The company boasts a creative infrastructure with a staff of 25, which includes three in-house producers – Kate Barry, Nell Constantinople and Jack Youngelson – and head of creative Jon Bardin. Under the same roof are post-production facilities. Seventy-five percent of Story Syndicate content is generated in house and then brought to various platforms, who then finance the production.

Russo-Young, an indie narrative director, met with three producers before teaming with Story Syndicate in the early stages of “Nuclear Family,” her first docu.

“I was scared in the beginning because I knew nothing about documentary financing and my impression was that it was going to be very difficult,” says Russo-Young. “But it ended up happening really, really quickly I think in large part because Dan knew the right people. The thing about Dan is that he’s both incredibly creative and incredibly strategic, and that is a really rare combination to find in a producer.”

Working with major streamers means working alongside corporations, which is why, in part, Cogan says we are living in the corporate age of documentary instead of a golden age of documentary.

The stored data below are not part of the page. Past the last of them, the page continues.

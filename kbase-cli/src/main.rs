//! `kbase`: ask questions about your own documents from the terminal.
//!
//! ```text
//! kbase --ingest handbook.pdf --ingest https://example.com/faq
//! kbase --ingest notes.md --question "What did we decide about pricing?"
//! ```
//!
//! Configuration comes from the environment (a `.env` file is honoured);
//! `PERPLEXITY_API_KEY` is required.

mod console;

use std::path::PathBuf;

use anyhow::Context;
use clap::Parser;
use kbase_rag::{DocumentSource, KnowledgeSession, SessionConfig};
use tracing_subscriber::{EnvFilter, fmt};

/// Question answering over PDF, text, Markdown, Word and web documents.
#[derive(Parser)]
#[command(name = "kbase")]
#[command(version)]
#[command(about = "Ask questions about your own documents")]
struct Cli {
    /// Directory for the persisted vector index (overrides KBASE_INDEX_DIR)
    #[arg(long, value_name = "DIR")]
    index_dir: Option<PathBuf>,

    /// Number of chunks retrieved per question (overrides KBASE_TOP_K)
    #[arg(long, value_name = "N")]
    top_k: Option<usize>,

    /// File path or http(s) URL to ingest before answering; repeatable
    #[arg(long, value_name = "PATH_OR_URL")]
    ingest: Vec<String>,

    /// Answer one question and exit instead of starting the interactive shell
    #[arg(long, short)]
    question: Option<String>,
}

#[tokio::main]
async fn main() -> anyhow::Result<()> {
    dotenvy::dotenv().ok();
    let cli = Cli::parse();

    fmt()
        .with_env_filter(
            EnvFilter::try_from_default_env()
                .unwrap_or_else(|_| EnvFilter::new("kbase=info,kbase_rag=info")),
        )
        .with_writer(std::io::stderr)
        .init();

    let mut config = SessionConfig::from_env().context("invalid configuration")?;
    if let Some(dir) = cli.index_dir {
        config.index_dir = dir;
    }
    if let Some(top_k) = cli.top_k {
        config.rag = kbase_rag::RagConfig::builder()
            .chunk_size(config.rag.chunk_size)
            .chunk_overlap(config.rag.chunk_overlap)
            .top_k(top_k)
            .build()
            .context("invalid --top-k")?;
    }

    let mut session =
        KnowledgeSession::from_config(config).await.context("failed to start session")?;

    for input in &cli.ingest {
        console::ingest(&mut session, DocumentSource::parse(input)).await;
    }

    match cli.question {
        Some(question) => {
            println!("{}", session.ask(&question).await);
            Ok(())
        }
        None => console::run(&mut session).await,
    }
}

“A lot of the films that are being financed are financed by platforms and those platforms have their own goals and their algorithms that they pay attention to,” he says. “So as a producer, what you have to do is balance the things that you believe in and that you think are really important that you want to make and the things that can be commercial in this environment.

“How do you find that spot on the Venn diagram between what’s great and innovative and powerful and important and speaks to the world in a crucial way and what can fit into the commercial landscape?”

Sometimes, he continues, “that means that you don’t make films for platforms, you make them independently.”

Projects in pipeline include: Apple TV Plus’ “Number One on the Call Sheet: Black Leading Women in Hollywood” and “Number One on the Call Sheet: Black Leading Men in Hollywood” about Black achievement in the film industry, Maxim Pozdorovkin’s antisemitism feature doc “The Conspiracy,” and a Netflix docu about the rollercoaster GameStop stock fluctuation prompted by a band of retail traders on Reddit.

Story Syndicate is developing nonfiction and fiction titles, but the couple insist that the identity of the company “will always lie in true stories.”

“We understand how to tell those stories in entertaining ways that are dramatic, that are character driven, that say something about the world that we live in, and that are meaningful,” says Cogan.

As for whether Story Syndicate will become the next production house to shop itself to a private equity company or a streamer, the answer is resounding no – for right now anyway.

“Liz and I get to be in control of what it is we make,” says Cogan. “No one can tell us to make anything, and no one can tell us not to make anything. And that’s how I like it.”